(Stored data)
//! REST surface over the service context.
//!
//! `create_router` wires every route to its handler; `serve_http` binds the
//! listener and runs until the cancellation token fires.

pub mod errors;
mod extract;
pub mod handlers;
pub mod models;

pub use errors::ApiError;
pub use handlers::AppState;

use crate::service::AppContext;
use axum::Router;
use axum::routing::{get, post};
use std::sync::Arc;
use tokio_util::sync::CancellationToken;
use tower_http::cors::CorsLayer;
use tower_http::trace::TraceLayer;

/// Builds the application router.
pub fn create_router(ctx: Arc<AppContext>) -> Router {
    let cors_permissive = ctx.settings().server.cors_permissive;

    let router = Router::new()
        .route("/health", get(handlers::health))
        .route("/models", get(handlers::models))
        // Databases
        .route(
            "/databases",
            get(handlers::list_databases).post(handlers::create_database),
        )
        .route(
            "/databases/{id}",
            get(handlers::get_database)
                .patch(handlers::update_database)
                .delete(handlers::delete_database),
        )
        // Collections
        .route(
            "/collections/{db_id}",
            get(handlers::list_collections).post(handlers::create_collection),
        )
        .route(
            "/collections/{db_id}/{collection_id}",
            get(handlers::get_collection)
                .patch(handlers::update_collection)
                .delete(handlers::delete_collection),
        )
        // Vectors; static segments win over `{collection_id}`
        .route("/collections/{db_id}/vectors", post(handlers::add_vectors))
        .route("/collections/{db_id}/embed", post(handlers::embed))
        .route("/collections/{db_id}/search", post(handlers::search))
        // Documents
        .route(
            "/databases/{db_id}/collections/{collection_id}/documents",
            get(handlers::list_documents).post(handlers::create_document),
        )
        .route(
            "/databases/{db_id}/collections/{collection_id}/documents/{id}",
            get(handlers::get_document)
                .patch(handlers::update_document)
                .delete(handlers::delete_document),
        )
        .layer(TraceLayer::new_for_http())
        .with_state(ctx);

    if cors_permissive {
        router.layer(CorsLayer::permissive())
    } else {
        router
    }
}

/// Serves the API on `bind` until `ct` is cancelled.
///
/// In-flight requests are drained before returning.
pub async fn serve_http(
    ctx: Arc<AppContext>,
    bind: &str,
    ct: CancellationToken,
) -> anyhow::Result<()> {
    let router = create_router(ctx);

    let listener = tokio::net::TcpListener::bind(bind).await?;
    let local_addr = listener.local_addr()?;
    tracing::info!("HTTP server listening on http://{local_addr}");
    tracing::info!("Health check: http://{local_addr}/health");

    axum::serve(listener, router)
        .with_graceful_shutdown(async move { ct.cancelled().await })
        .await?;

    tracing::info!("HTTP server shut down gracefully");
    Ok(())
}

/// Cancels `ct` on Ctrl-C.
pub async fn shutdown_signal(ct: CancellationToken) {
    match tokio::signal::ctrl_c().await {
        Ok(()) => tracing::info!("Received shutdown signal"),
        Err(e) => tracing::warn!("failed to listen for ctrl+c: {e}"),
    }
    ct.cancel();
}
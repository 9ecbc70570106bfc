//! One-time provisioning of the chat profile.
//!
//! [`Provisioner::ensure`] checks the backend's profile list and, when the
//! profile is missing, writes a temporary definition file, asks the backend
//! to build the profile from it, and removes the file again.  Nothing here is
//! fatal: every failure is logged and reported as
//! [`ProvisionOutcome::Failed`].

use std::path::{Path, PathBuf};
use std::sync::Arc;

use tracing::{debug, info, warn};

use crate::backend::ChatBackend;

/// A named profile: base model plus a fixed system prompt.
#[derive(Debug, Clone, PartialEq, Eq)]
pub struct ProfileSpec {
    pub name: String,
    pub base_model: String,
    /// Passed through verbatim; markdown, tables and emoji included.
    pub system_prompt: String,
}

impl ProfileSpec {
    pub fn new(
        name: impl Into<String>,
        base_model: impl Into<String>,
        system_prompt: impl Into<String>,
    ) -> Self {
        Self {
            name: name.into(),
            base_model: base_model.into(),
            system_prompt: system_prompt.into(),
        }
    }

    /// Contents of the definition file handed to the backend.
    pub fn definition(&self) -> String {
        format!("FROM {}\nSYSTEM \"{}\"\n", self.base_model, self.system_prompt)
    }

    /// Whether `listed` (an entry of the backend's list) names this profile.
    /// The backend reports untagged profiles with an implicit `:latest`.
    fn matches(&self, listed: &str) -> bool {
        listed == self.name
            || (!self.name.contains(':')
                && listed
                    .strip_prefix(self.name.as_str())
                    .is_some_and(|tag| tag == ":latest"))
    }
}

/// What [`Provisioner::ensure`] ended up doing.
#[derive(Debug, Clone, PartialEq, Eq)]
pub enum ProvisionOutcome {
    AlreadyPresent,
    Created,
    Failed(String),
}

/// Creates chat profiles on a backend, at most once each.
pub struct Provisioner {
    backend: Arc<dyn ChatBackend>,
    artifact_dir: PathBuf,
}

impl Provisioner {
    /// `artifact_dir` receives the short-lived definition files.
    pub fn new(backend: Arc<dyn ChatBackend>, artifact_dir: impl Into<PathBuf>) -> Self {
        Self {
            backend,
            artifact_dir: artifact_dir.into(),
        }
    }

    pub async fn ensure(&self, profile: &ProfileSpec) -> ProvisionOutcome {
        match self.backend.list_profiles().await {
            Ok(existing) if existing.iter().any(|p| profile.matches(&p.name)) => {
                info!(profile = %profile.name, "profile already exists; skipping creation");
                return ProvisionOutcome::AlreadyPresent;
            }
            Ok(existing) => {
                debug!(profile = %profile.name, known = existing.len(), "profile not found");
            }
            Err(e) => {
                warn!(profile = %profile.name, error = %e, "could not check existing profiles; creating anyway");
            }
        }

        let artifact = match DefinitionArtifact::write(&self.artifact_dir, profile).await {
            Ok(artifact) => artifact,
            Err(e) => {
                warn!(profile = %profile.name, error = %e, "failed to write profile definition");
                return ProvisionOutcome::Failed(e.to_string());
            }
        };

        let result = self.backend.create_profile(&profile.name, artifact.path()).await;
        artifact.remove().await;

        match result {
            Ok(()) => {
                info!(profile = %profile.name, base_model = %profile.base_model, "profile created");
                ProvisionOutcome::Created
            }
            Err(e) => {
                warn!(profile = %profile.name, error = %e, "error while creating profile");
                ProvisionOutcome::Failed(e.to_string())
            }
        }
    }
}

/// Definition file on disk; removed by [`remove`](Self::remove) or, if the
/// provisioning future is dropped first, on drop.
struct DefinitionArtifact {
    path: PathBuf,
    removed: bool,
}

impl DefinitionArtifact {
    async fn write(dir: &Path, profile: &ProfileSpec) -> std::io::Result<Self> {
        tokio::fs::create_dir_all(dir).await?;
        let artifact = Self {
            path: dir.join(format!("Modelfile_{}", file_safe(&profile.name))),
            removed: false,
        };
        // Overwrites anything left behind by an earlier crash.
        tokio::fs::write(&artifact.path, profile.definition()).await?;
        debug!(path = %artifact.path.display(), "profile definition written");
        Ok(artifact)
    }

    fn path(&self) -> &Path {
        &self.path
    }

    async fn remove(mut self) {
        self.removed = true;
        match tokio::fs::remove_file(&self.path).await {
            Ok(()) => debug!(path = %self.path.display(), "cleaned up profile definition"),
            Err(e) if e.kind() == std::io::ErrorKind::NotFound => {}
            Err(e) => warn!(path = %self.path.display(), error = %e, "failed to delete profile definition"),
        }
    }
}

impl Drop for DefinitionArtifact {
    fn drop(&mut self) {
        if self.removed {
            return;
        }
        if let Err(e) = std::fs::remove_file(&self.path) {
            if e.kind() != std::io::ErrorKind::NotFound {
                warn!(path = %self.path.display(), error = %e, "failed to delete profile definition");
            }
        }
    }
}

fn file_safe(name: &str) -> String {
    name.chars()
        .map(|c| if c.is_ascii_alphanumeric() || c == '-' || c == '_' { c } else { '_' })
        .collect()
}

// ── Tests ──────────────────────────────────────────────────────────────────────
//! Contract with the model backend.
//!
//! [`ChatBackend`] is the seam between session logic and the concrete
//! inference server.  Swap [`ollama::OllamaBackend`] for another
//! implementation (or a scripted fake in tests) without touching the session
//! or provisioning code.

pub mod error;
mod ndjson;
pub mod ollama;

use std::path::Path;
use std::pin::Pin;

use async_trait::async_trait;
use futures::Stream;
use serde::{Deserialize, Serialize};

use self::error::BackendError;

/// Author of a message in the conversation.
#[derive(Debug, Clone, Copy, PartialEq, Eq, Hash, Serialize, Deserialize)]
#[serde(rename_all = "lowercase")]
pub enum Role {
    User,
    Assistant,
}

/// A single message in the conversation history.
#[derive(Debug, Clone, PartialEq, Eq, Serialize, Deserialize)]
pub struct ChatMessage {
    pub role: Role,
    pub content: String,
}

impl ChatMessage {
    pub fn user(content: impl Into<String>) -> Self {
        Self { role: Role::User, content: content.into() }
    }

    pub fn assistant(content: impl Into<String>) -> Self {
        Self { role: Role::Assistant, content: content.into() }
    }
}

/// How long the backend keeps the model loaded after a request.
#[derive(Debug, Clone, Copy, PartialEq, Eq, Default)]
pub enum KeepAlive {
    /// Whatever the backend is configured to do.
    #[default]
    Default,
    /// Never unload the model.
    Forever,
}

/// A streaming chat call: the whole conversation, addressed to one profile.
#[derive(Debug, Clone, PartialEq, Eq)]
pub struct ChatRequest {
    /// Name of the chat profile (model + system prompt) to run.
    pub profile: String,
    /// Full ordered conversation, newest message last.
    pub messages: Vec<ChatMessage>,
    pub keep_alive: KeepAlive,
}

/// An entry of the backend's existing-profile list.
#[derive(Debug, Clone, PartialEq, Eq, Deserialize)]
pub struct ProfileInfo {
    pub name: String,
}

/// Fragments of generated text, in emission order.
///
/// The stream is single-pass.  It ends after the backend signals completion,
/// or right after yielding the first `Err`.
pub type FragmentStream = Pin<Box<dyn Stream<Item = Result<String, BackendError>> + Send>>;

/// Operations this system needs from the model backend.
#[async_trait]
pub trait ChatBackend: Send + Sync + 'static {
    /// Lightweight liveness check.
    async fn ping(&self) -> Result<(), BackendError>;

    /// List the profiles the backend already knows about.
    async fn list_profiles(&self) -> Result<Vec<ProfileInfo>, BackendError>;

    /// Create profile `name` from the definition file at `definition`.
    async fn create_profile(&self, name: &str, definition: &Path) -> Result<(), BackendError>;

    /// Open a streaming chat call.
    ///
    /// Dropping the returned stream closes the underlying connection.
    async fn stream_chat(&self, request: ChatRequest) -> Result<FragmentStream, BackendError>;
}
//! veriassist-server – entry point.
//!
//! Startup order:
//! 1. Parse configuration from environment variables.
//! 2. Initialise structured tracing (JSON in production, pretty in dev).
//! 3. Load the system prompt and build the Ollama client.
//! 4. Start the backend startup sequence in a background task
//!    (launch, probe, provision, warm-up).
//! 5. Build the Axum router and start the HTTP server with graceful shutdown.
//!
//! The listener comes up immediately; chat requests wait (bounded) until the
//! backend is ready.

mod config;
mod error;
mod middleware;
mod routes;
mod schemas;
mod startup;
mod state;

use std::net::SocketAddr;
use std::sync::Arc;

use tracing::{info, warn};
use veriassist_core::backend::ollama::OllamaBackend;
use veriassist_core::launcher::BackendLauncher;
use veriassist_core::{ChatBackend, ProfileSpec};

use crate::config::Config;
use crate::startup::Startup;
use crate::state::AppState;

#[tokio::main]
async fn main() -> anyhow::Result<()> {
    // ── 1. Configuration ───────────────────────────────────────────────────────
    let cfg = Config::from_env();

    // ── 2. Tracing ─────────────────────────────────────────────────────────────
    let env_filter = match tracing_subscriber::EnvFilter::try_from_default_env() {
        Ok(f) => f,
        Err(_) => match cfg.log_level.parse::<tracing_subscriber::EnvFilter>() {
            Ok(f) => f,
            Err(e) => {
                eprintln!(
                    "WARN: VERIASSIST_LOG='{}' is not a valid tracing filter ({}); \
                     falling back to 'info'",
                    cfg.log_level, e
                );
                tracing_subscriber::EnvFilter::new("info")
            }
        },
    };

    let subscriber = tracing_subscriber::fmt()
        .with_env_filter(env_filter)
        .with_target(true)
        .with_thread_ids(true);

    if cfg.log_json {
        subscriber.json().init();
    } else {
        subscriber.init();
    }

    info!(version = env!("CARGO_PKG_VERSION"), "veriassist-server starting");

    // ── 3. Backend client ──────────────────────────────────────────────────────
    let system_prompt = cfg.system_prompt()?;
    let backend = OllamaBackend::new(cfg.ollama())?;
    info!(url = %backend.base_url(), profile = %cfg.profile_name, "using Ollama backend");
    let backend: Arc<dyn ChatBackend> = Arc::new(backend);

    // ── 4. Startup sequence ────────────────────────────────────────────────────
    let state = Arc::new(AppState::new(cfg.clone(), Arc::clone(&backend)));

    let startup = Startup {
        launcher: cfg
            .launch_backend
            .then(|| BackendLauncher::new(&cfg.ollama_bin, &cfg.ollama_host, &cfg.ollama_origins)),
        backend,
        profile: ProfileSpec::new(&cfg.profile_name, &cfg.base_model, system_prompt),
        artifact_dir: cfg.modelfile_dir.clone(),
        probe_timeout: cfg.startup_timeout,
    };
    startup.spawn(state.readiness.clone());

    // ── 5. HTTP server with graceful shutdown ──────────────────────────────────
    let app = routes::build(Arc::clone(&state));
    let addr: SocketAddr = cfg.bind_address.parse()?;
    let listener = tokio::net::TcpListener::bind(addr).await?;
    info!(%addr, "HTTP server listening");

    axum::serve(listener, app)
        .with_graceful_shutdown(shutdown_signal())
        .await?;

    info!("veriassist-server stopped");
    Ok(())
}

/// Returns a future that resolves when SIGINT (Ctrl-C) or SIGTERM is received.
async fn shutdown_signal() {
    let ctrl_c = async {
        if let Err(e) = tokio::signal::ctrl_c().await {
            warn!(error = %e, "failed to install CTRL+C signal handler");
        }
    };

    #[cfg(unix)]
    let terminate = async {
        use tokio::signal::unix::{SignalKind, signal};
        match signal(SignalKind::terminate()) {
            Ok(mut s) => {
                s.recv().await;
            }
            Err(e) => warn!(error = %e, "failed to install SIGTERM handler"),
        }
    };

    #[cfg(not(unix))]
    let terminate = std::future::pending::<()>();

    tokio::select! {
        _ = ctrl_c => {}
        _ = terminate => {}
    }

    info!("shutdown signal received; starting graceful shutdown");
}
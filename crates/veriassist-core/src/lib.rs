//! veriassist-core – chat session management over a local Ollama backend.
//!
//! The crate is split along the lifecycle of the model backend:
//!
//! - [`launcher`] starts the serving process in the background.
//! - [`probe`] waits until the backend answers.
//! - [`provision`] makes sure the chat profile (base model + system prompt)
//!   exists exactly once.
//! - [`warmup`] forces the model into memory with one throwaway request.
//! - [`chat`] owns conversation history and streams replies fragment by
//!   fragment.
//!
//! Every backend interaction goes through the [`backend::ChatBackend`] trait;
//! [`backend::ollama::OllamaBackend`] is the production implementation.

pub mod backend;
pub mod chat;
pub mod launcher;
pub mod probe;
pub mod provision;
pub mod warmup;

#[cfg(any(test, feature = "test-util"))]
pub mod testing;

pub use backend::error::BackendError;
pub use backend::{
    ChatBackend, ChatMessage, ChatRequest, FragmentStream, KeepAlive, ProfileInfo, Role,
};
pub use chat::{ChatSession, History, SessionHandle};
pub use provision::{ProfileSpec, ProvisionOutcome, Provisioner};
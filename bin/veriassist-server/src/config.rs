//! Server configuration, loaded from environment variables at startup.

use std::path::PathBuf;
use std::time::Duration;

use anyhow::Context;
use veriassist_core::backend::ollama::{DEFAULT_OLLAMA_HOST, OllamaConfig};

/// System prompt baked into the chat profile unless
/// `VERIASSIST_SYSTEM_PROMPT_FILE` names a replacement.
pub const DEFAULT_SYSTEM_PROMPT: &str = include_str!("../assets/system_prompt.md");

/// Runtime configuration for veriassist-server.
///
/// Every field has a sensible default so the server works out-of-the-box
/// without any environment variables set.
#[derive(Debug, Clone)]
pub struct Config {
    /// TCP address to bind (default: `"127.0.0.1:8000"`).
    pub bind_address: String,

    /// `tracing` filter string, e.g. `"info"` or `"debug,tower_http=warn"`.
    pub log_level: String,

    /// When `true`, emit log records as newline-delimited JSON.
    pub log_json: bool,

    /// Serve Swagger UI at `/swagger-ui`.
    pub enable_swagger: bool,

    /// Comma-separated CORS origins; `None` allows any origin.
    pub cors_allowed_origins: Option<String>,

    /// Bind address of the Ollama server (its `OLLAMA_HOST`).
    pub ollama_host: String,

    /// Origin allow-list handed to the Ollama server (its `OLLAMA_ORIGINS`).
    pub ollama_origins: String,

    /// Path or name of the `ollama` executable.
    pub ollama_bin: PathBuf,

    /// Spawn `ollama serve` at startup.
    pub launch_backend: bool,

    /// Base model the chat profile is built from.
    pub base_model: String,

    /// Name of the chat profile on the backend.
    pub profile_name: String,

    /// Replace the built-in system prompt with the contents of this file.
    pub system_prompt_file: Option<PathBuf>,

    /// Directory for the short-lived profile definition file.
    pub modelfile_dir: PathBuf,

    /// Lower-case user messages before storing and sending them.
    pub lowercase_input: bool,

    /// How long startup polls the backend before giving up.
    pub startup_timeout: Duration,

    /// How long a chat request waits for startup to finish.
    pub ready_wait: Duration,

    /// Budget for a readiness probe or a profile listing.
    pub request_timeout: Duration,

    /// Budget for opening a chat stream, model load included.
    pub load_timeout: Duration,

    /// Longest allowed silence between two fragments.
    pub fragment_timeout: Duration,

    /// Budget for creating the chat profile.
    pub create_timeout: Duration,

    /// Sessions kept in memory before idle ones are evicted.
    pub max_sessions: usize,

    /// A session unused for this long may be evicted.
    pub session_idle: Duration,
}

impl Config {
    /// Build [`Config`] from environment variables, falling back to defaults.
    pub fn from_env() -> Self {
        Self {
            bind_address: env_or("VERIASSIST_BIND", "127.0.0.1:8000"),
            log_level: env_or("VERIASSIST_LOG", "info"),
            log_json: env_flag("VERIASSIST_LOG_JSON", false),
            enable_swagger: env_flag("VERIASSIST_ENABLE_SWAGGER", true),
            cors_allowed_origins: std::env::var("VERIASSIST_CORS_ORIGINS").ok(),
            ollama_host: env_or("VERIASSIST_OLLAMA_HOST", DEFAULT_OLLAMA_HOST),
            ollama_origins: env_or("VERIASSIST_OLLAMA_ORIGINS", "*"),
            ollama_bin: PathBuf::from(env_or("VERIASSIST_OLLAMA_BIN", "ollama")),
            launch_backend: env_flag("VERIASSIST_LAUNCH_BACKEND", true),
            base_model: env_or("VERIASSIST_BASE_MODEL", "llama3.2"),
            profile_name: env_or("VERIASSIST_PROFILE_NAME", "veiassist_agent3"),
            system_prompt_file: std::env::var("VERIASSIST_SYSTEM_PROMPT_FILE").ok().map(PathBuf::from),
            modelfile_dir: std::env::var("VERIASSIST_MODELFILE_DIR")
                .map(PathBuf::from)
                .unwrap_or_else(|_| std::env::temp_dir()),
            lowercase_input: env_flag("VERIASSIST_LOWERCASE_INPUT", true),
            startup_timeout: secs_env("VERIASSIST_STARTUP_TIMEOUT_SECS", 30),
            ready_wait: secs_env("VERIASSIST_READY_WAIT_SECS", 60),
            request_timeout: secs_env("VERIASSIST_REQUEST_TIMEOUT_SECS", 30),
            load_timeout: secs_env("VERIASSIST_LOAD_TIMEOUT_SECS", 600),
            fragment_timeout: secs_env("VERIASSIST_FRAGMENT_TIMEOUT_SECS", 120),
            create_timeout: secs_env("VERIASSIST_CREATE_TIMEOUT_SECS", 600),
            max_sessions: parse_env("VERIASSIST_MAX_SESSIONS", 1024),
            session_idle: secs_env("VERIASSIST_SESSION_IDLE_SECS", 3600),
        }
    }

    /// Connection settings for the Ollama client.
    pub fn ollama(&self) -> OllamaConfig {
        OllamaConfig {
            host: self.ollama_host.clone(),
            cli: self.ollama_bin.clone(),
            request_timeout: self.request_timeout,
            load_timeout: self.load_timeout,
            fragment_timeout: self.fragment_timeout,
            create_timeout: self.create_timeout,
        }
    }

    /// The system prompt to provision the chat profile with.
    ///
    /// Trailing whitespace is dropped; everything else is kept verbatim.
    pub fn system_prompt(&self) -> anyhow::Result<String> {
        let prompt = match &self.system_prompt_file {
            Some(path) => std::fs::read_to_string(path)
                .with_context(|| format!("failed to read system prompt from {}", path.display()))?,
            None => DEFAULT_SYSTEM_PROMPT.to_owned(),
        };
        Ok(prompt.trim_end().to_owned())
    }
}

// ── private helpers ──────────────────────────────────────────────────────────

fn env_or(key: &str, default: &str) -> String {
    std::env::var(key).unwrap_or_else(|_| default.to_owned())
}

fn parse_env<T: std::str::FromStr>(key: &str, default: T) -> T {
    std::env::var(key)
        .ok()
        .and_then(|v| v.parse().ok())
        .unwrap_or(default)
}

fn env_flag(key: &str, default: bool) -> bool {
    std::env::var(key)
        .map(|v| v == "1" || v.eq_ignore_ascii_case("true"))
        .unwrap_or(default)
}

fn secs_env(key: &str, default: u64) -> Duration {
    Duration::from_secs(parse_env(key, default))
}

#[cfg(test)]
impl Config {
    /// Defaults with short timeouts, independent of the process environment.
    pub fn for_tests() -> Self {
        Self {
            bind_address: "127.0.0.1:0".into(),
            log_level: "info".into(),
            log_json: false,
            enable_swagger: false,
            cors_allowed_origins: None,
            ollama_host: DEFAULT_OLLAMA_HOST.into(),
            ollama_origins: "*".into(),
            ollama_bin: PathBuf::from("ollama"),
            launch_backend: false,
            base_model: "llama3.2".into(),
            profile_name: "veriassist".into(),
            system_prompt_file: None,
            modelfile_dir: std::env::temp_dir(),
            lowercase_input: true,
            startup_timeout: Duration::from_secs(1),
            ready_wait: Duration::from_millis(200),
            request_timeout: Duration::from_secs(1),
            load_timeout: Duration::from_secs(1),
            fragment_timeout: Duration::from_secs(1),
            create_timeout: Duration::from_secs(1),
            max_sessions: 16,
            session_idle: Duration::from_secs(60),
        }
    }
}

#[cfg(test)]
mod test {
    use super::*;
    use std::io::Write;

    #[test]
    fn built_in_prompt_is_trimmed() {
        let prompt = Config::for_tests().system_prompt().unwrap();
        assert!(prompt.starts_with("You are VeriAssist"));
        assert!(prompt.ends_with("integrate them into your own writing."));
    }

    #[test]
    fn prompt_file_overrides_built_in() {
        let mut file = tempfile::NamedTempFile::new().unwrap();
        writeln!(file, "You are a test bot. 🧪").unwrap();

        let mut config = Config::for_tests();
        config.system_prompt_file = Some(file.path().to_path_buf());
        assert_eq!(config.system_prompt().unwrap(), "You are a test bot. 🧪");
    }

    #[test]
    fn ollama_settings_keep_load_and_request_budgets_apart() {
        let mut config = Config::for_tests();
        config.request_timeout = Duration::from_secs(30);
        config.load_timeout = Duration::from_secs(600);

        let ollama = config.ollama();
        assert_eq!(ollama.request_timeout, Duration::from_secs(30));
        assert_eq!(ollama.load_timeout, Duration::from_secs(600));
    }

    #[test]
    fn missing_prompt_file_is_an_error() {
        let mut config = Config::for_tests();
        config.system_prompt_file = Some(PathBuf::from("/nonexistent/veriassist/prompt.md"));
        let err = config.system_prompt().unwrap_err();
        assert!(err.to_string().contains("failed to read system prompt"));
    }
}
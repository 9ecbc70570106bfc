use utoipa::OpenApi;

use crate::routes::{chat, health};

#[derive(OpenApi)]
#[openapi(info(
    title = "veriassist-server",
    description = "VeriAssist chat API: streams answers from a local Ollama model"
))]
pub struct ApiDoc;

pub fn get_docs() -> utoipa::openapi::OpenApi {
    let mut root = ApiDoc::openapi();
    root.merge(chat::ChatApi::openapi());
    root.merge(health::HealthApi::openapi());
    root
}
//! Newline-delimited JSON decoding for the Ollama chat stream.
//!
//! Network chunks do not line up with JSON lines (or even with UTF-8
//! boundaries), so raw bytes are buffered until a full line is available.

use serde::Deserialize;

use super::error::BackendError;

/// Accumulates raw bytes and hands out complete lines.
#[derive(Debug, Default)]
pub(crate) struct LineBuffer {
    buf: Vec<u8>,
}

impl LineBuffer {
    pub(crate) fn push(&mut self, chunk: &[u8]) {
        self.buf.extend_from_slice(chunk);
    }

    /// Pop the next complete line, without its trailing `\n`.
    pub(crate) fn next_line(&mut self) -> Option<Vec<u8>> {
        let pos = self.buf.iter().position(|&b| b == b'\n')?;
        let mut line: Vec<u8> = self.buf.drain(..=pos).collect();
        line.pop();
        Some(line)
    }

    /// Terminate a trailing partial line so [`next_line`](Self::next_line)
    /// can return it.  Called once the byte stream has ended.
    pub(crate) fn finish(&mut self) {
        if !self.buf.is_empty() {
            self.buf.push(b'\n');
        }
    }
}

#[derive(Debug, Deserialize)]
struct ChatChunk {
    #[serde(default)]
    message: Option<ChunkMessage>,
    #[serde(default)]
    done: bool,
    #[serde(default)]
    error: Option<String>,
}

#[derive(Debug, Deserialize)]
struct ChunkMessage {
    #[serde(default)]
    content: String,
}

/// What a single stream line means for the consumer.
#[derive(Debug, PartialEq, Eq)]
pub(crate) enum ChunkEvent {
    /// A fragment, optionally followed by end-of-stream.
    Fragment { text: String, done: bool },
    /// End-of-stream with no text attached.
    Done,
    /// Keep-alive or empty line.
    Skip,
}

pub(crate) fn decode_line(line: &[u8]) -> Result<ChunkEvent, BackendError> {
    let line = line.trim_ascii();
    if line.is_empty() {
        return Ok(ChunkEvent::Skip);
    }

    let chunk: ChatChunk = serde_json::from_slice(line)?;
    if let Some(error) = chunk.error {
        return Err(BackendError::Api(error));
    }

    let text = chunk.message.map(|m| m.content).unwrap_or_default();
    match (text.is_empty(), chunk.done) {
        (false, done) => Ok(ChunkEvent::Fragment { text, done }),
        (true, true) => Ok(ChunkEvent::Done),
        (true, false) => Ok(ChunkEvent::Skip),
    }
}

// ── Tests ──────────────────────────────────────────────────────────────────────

__Task prompt__. Using the data above, repeat exactly the lines that begin at the line with "tokio::fs::write(&artifact.path, profile.definition()).await?;" and end at the line with "async fn remove(mut", both ends included.

__Answer to this problem__.
        tokio::fs::write(&artifact.path, profile.definition()).await?;
        debug!(path = %artifact.path.display(), "profile definition written");
        Ok(artifact)
    }

    fn path(&self) -> &Path {
        &self.path
    }

    async fn remove(mut self) {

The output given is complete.